Analysis-Republican 2024 hopefuls use Israeli-Palestinian conflict to push hard line on immigration | The Mighty 790 KFGO


By Gram Slattery

WASHINGTON (Reuters) – Republican presidential hopefuls are using the Israeli-Palestinian conflict to urge tougher security at the U.S.-Mexico border, in what political operatives call a novel attempt to link a foreign conflict to the domestic debate over immigration.

The reason for that link is two-fold, say the operatives and political strategists involved in the 2024 primary campaign.

Illegal immigration ranks near the top of Republican voters’ concerns, meaning candidates are intent on bringing up the topic on the campaign trail as much as possible, they said.

At the same time, Republican voters are warier of foreign conflicts and less interested in foreign policy than they have been during previous competitive primary elections, said Doug Heye, a Republican strategist.

While Republicans have long portrayed themselves as steadfast defenders of Israel, it is unlikely to be an election-defining issue, he said. That makes candidates more likely to reframe the conflict in domestic terms.

Republicans have often said that militants who support or carry out attacks on Israel will try to slip through the U.S.-Mexico border, despite scant evidence of it. There are no known incidents of Americans being injured in militant attacks by immigrants who entered America illegally, according to a study published by the libertarian Cato Institute, which examined the period between 1975 and 2022.

“It’s some pretty creative campaigning to link a foreign conflict to border security, which (the candidates) know Republicans really care about,’ said Whit Ayres, a Republican pollster with over 30 years of campaign experience. “We’ll see if it’s effective or not, but it’s certainly innovative.”

Former U.N. Ambassador Nikki Haley, who is third in most polls behind former President Donald Trump and Florida Governor Ron DeSantis, is among several Republican candidates who have used the conflict to push for tightened border controls.

On NBC’s “Meet the Press” on Oct. 8, she said the surprise attack by militants from the Palestinian group Hamas on Israel on Oct. 7 should serve as a wake-up call for the United States to seal off its southern border from potential terrorists.

“(Immigrants) are not being vetted. We don’t need to wait for another 9/11,” she said.

Trump said at a rally in Iowa on Monday he would direct law enforcement to deport immigrants who publicly support Hamas. He also said, without evidence, that Hamas militants were pouring over the U.S.-Mexico border.

In a a social media post this month that included images of an explosion in Gaza, the Palestinian territory at the center of the conflict, DeSantis wrote that America was “vulnerable with so many military-age men coming into our country” via the U.S.-Mexico border.

A Reuters/Ipsos poll conducted Oct. 6-8, which included responses from both before and after the initial attack on Israel on Oct. 7, showed 4% of Republicans picked war and conflict as the most important issue facing the nation, while about one in four described immigration as their top issue, second only to the nation’s economic health.

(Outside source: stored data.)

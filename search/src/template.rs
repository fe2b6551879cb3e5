//! Per-entry result templates.
//!
//! A template is literal markup with `%value%`, `%label%` and `%data.<key>%`
//! placeholders. Every occurrence is substituted; a data key the option does
//! not carry renders as an empty string. Any other `%...%` run is left as text.

use navsearch_core::types::NavOption;

const DATA_PREFIX: &str = "data.";

#[derive(Debug, Clone, PartialEq, Eq)]
enum Segment {
    Literal(String),
    Value,
    Label,
    Data(String),
}

#[derive(Debug, Clone, PartialEq, Eq)]
pub struct Template {
    segments: Vec<Segment>,
}

impl Template {
    /// Returns `None` when the markup is blank after trimming.
    pub fn parse(markup: &str) -> Option<Self> {
        let markup = markup.trim();
        if markup.is_empty() {
            return None;
        }

        let mut segments = Vec::new();
        let mut literal = String::new();
        let mut rest = markup;

        while let Some(start) = rest.find('%') {
            literal.push_str(&rest[..start]);
            let after = &rest[start + 1..];

            let placeholder = after
                .find('%')
                .and_then(|end| placeholder(&after[..end]).map(|segment| (end, segment)));

            match placeholder {
                Some((end, segment)) => {
                    if !literal.is_empty() {
                        segments.push(Segment::Literal(std::mem::take(&mut literal)));
                    }
                    segments.push(segment);
                    rest = &after[end + 1..];
                }
                None => {
                    // Not a placeholder; the closing `%` may still open one.
                    literal.push('%');
                    rest = after;
                }
            }
        }
        literal.push_str(rest);
        if !literal.is_empty() {
            segments.push(Segment::Literal(literal));
        }

        Some(Self { segments })
    }

    pub fn render(&self, option: &NavOption) -> String {
        let mut out = String::new();
        for segment in &self.segments {
            match segment {
                Segment::Literal(text) => out.push_str(text),
                Segment::Value => push_escaped(&mut out, &option.value),
                Segment::Label => push_escaped(&mut out, &option.label),
                Segment::Data(key) => {
                    if let Some(value) = option.data.get(key) {
                        push_escaped(&mut out, value);
                    }
                }
            }
        }
        out
    }

    pub fn placeholder_count(&self) -> usize {
        self.segments
            .iter()
            .filter(|s| !matches!(s, Segment::Literal(_)))
            .count()
    }
}

fn placeholder(name: &str) -> Option<Segment> {
    match name {
        "value" => Some(Segment::Value),
        "label" => Some(Segment::Label),
        _ => name
            .strip_prefix(DATA_PREFIX)
            .filter(|key| !key.is_empty() && !key.contains(char::is_whitespace))
            .map(|key| Segment::Data(key.to_string())),
    }
}

/// Fallback fragment when no template is configured.
pub fn render_default(option: &NavOption) -> String {
    let mut out = String::from("<a href=\"");
    push_escaped(&mut out, &option.value);
    out.push_str("\">");
    push_escaped(&mut out, &option.label);
    out.push_str("</a>");
    out
}

pub fn escape_html(text: &str) -> String {
    let mut out = String::with_capacity(text.len());
    push_escaped(&mut out, text);
    out
}

fn push_escaped(out: &mut String, text: &str) {
    for c in text.chars() {
        match c {
            '&' => out.push_str("&amp;"),
            '<' => out.push_str("&lt;"),
            '>' => out.push_str("&gt;"),
            '"' => out.push_str("&quot;"),
            '\'' => out.push_str("&#39;"),
            _ => out.push(c),
        }
    }
}
//! Reading the declarative markup and locating nodes.

mod listener;
mod timer;

pub(crate) use listener::EventListener;
pub(crate) use timer::WebTimer;

use crate::controller::{InputControl, SetupRequest, SourceList};
use navsearch_core::types::{DataSet, RawEntry};
use wasm_bindgen::JsCast;
use web_sys::{Document, Element, HtmlElement, HtmlInputElement, HtmlOptionElement, Node};

pub(crate) const INPUT_SELECTOR: &str = "input[type=search]";

/// What the host element declares, plus the live nodes the instance keeps.
pub(crate) struct Declared {
    pub input: Option<HtmlInputElement>,
    pub request: SetupRequest,
}

/// Collects the search input, the source list it names and the template.
///
/// The list is looked up by id in `document` here, once, and handed to the
/// controller as plain entries. `fallback_list_attr` covers re-attachment
/// after the `list` attribute was already moved aside.
pub(crate) fn read_declared(
    host: &HtmlElement,
    document: &Document,
    fallback_list_attr: &str,
) -> Declared {
    let input = host
        .query_selector(INPUT_SELECTOR)
        .ok()
        .flatten()
        .and_then(|el| el.dyn_into::<HtmlInputElement>().ok());

    let Some(input_el) = input.as_ref() else {
        return Declared {
            input: None,
            request: SetupRequest::default(),
        };
    };

    let list = input_el
        .get_attribute("list")
        .or_else(|| input_el.get_attribute(fallback_list_attr))
        .filter(|name| !name.is_empty());

    let source = list
        .as_deref()
        .and_then(|name| find_datalist(document, name))
        .map(|datalist| read_source_list(&datalist));

    let template = host
        .query_selector("template")
        .ok()
        .flatten()
        .map(|el| el.inner_html());

    Declared {
        input,
        request: SetupRequest {
            input: Some(InputControl { list }),
            source,
            template,
        },
    }
}

/// First `datalist` with the given id; other elements sharing the id are skipped.
fn find_datalist(document: &Document, id: &str) -> Option<Element> {
    let lists = document.get_elements_by_tag_name("datalist");
    (0..lists.length())
        .filter_map(|i| lists.item(i))
        .find(|el| el.id() == id)
}

fn read_source_list(datalist: &Element) -> SourceList {
    let Ok(nodes) = datalist.query_selector_all("option") else {
        return SourceList::default();
    };

    let entries = (0..nodes.length())
        .filter_map(|i| nodes.get(i))
        .filter_map(|node| node.dyn_into::<HtmlOptionElement>().ok())
        .map(|option| read_entry(&option))
        .collect();

    SourceList { entries }
}

fn read_entry(option: &HtmlOptionElement) -> RawEntry {
    let names = option.get_attribute_names();
    let data = DataSet::from_attributes(names.iter().filter_map(|name| {
        let name = name.as_string()?;
        let value = option.get_attribute(&name)?;
        Some((name, value))
    }));

    RawEntry {
        value: option.value(),
        label: option.get_attribute("label"),
        text: option.text_content().unwrap_or_default(),
        data,
    }
}

pub(crate) fn set_attribute(el: &Element, name: &str, value: &str) {
    if let Err(err) = el.set_attribute(name, value) {
        tracing::warn!(name, ?err, "failed to set attribute");
    }
}

pub(crate) fn child_with_id(parent: &Element, id: &str) -> Option<Element> {
    let children = parent.children();
    (0..children.length())
        .filter_map(|i| children.item(i))
        .find(|el| el.id() == id)
}

/// Position of the result item that contains `target`, if any.
///
/// A result item is a direct child of the results container; the event may
/// come from something nested inside one.
pub(crate) fn result_position(results: &Element, target: &Node) -> Option<usize> {
    let results_node: &Node = results.as_ref();
    let mut current = target.clone();
    loop {
        let parent = current.parent_node()?;
        if parent.is_same_node(Some(results_node)) {
            return child_index(results, &current);
        }
        current = parent;
    }
}

fn child_index(parent: &Element, child: &Node) -> Option<usize> {
    let children = parent.children();
    (0..children.length())
        .find(|&i| {
            children.item(i).is_some_and(|el| {
                let node: &Node = el.as_ref();
                child.is_same_node(Some(node))
            })
        })
        .map(|i| i as usize)
}

pub(crate) fn result_item(results: &Element, position: usize) -> Option<HtmlElement> {
    let position = u32::try_from(position).ok()?;
    results
        .children()
        .item(position)
        .and_then(|el| el.dyn_into::<HtmlElement>().ok())
}

pub(crate) fn result_count(results: &Element) -> usize {
    results.child_element_count() as usize
}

Border Patrol agents do encounter individuals on the Terrorist Screening Dataset, or TSDS list, a system that tracks known or suspected terrorists, as well as family members and affiliates.

A September report from the Department of Homeland Security Inspector General noted that border agents encountered about 160 non-citizens on the TSDS list in the fiscal year through July, an increase from about 100 in fiscal 2022.

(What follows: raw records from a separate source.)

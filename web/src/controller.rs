//! Host-agnostic `nav-search` component.
//!
//! The DOM layer gathers what the element declares into a [`SetupRequest`],
//! applies the returned [`InputRewire`], and afterwards forwards input, timer
//! and key events here. Every decision about what the results container and
//! the input should look like is made in this module.

use navsearch_core::SetupError;
use navsearch_core::debounce::{Debouncer, Timer};
use navsearch_core::navigator::{self, Focus, KeyAction, KeyOutcome, NavKey};
use navsearch_core::types::{InstanceId, NavSearchConfig, RawEntry};
use navsearch_search::{Index, SearchConfig, SearchEngine, SearchOutcome, SearchQuery, Template};

pub const ARIA_CONTROLS: &str = "aria-controls";
pub const ARIA_EXPANDED: &str = "aria-expanded";

/// The search input as found in the element's subtree.
#[derive(Debug, Clone, Default, PartialEq, Eq)]
pub struct InputControl {
    /// Value of the input's `list` attribute.
    pub list: Option<String>,
}

/// Entries of the resolved source list, in document order.
#[derive(Debug, Clone, Default, PartialEq, Eq)]
pub struct SourceList {
    pub entries: Vec<RawEntry>,
}

#[derive(Debug, Clone, Default)]
pub struct SetupRequest {
    pub input: Option<InputControl>,
    pub source: Option<SourceList>,
    /// Inner markup of the element's `<template>`, if any.
    pub template: Option<String>,
}

/// Attribute changes the host applies to the input once setup succeeds.
#[derive(Debug, Clone, PartialEq, Eq)]
pub struct InputRewire {
    /// Always removed to suppress native suggestions.
    pub remove_attribute: &'static str,
    /// Recovery attribute and the original `list` value.
    pub old_list: Option<(String, String)>,
    pub controls: String,
    pub expanded: bool,
}

impl InputRewire {
    pub fn set_attributes(&self) -> Vec<(&str, String)> {
        let mut attributes = Vec::with_capacity(3);
        if let Some((name, value)) = &self.old_list {
            attributes.push((name.as_str(), value.clone()));
        }
        attributes.push((ARIA_CONTROLS, self.controls.clone()));
        attributes.push((ARIA_EXPANDED, self.expanded.to_string()));
        attributes
    }
}

/// New content for the results container plus the `expanded` flag.
#[derive(Debug, Clone, PartialEq, Eq)]
pub struct RenderUpdate {
    pub html: String,
    pub expanded: bool,
}

pub struct Controller<Tm: Timer> {
    instance_id: InstanceId,
    results_id: String,
    engine: SearchEngine,
    expanded: bool,
    debouncer: Debouncer<String, Tm>,
}

/// Create operations.
impl<Tm: Timer> Controller<Tm> {
    pub fn setup(
        config: &NavSearchConfig,
        request: SetupRequest,
        timer: Tm,
    ) -> Result<(Self, InputRewire), SetupError> {
        let input = request.input.ok_or(SetupError::MissingInput)?;
        let source = request.source.ok_or_else(|| SetupError::MissingSourceList {
            list: input.list.clone(),
        })?;

        let search_config = SearchConfig::from(&config.search);
        let index = Index::build(source.entries, &search_config.separator);
        let template = request.template.as_deref().and_then(Template::parse);

        let instance_id = InstanceId::new();
        let results_id = instance_id.results_id(&config.element.tag_name);

        tracing::debug!(
            instance = %instance_id,
            options = index.len(),
            template = template.is_some(),
            "nav-search ready"
        );

        let rewire = InputRewire {
            remove_attribute: "list",
            old_list: input
                .list
                .map(|list| (config.element.old_list_attribute.clone(), list)),
            controls: results_id.clone(),
            expanded: false,
        };

        let controller = Self {
            instance_id,
            results_id,
            engine: SearchEngine::new(index, template, search_config),
            expanded: false,
            debouncer: Debouncer::new(timer, config.debounce()),
        };

        Ok((controller, rewire))
    }
}

/// Event operations.
impl<Tm: Timer> Controller<Tm> {
    /// Restarts the quiet period with the latest input value.
    pub fn on_input(&mut self, value: impl Into<String>) {
        self.debouncer.schedule(value.into());
    }

    /// The debounce timer elapsed. `None` if nothing was pending.
    pub fn on_timer(&mut self) -> Option<RenderUpdate> {
        let value = self.debouncer.fire()?;
        Some(self.apply_query(&value))
    }

    /// Filters immediately, bypassing the debounce.
    pub fn apply_query(&mut self, input: &str) -> RenderUpdate {
        let outcome = self.engine.search(&SearchQuery::parse(input));
        match &outcome {
            SearchOutcome::Cleared => self.expanded = false,
            SearchOutcome::Rendered(_) => self.expanded = true,
            SearchOutcome::NoMatch => {
                if self.engine.config().collapse_on_no_match {
                    self.expanded = false;
                }
            }
        }
        RenderUpdate {
            html: outcome.html().to_string(),
            expanded: self.expanded,
        }
    }

    /// `key` is a `KeyboardEvent.key` value; `result_count` the number of
    /// rendered result items.
    pub fn on_key(&mut self, focus: Focus, key: &str, result_count: usize) -> KeyOutcome {
        let Some(key) = NavKey::from_key_value(key) else {
            return KeyOutcome::ignored();
        };
        let outcome = navigator::navigate(focus, key, result_count);
        if let Some(KeyAction::Collapse { .. }) = outcome.action {
            self.collapse();
        }
        tracing::trace!(instance = %self.instance_id, ?focus, ?key, ?outcome, "key");
        outcome
    }

    /// Marks the results collapsed and drops any pending input.
    pub fn collapse(&mut self) {
        self.expanded = false;
        self.debouncer.cancel();
    }

    /// Cancels the pending timer. Call before the host drops the instance.
    pub fn teardown(&mut self) {
        self.debouncer.cancel();
    }
}

/// Accessors.
impl<Tm: Timer> Controller<Tm> {
    pub fn instance_id(&self) -> InstanceId {
        self.instance_id
    }

    pub fn results_id(&self) -> &str {
        &self.results_id
    }

    pub fn expanded(&self) -> bool {
        self.expanded
    }

    pub fn option_count(&self) -> usize {
        self.engine.index().len()
    }

    pub fn is_pending(&self) -> bool {
        self.debouncer.is_pending()
    }

    pub fn timer(&self) -> &Tm {
        self.debouncer.timer()
    }

    pub fn timer_mut(&mut self) -> &mut Tm {
        self.debouncer.timer_mut()
    }
}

That still comes to less than 0.0001% of immigrants encountered at the southern border, according to U.S. Customs and Border Protection data, and there is no record of Hamas affiliates being detained in recent years.

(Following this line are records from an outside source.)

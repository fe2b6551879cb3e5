use navsearch_core::debounce::Timer;
use std::time::Duration;
use wasm_bindgen::JsCast;
use wasm_bindgen::closure::Closure;
use web_sys::Window;

/// `setTimeout`/`clearTimeout` for one instance.
///
/// The callback is bound after the owning instance exists, since it needs a
/// handle back to it. Arming while unbound does nothing.
pub(crate) struct WebTimer {
    window: Window,
    callback: Option<Closure<dyn FnMut()>>,
}

impl WebTimer {
    pub(crate) fn new(window: Window) -> Self {
        Self {
            window,
            callback: None,
        }
    }

    pub(crate) fn bind(&mut self, callback: Closure<dyn FnMut()>) {
        self.callback = Some(callback);
    }
}

impl Timer for WebTimer {
    /// `0` is never a live timeout id, so clearing it is harmless.
    type Handle = i32;

    fn arm(&mut self, delay: Duration) -> i32 {
        let Some(callback) = &self.callback else {
            tracing::warn!("timer armed before a callback was bound");
            return 0;
        };
        let millis = i32::try_from(delay.as_millis()).unwrap_or(i32::MAX);
        self.window
            .set_timeout_with_callback_and_timeout_and_arguments_0(
                callback.as_ref().unchecked_ref(),
                millis,
            )
            .unwrap_or_else(|err| {
                tracing::warn!(?err, "setTimeout failed");
                0
            })
    }

    fn cancel(&mut self, handle: i32) {
        self.window.clear_timeout_with_handle(handle);
    }
}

Even those numbers may exaggerate the issue, as they include affiliates of the FARC, a guerrilla group in Colombia, DHS said. The U.S. revoked FARC’s terrorist designation in 2021, five years after it made peace with the Colombian government, and the vast majority of its members have laid down arms.


Republicans have drawn a link between national security and border security before, albeit in broader terms.

When he ran for president in 2015, Trump pledged a “total and complete shutdown” of Muslims entering the United States following a deadly attack by ISIS sympathizers in California. When he was president, Trump did ultimately ban travel from seven Muslim-majority countries.

But proposals to beef up border security in response to a foreign conflict with no obvious nexus to the U.S.-Mexico frontier appear novel, strategists said.

“It’s given Republican candidates an opening to play to base voters on illegal immigration,” said Rob Godfrey, a political consultant and former senior Haley aide.

Still, the immigration crackdown that Republican candidates have proposed is not without risk, said Ayres, the Republican pollster.

He said some of the proposals that Republicans have rolled out risk turning off middle-of-the-road voters that a Republican nominee will need to win over in the November 2024 election.

During his Monday speech in Iowa, Trump vowed to step up travel bans from “terror plagued” countries, without explaining how he would enforce his proposals.

“You’ve got to be credible (on immigration) and you’ve got to be persuasive,” Ayres said. “It’s possible to do all of that, but blanket bans for people is a total non-starter.”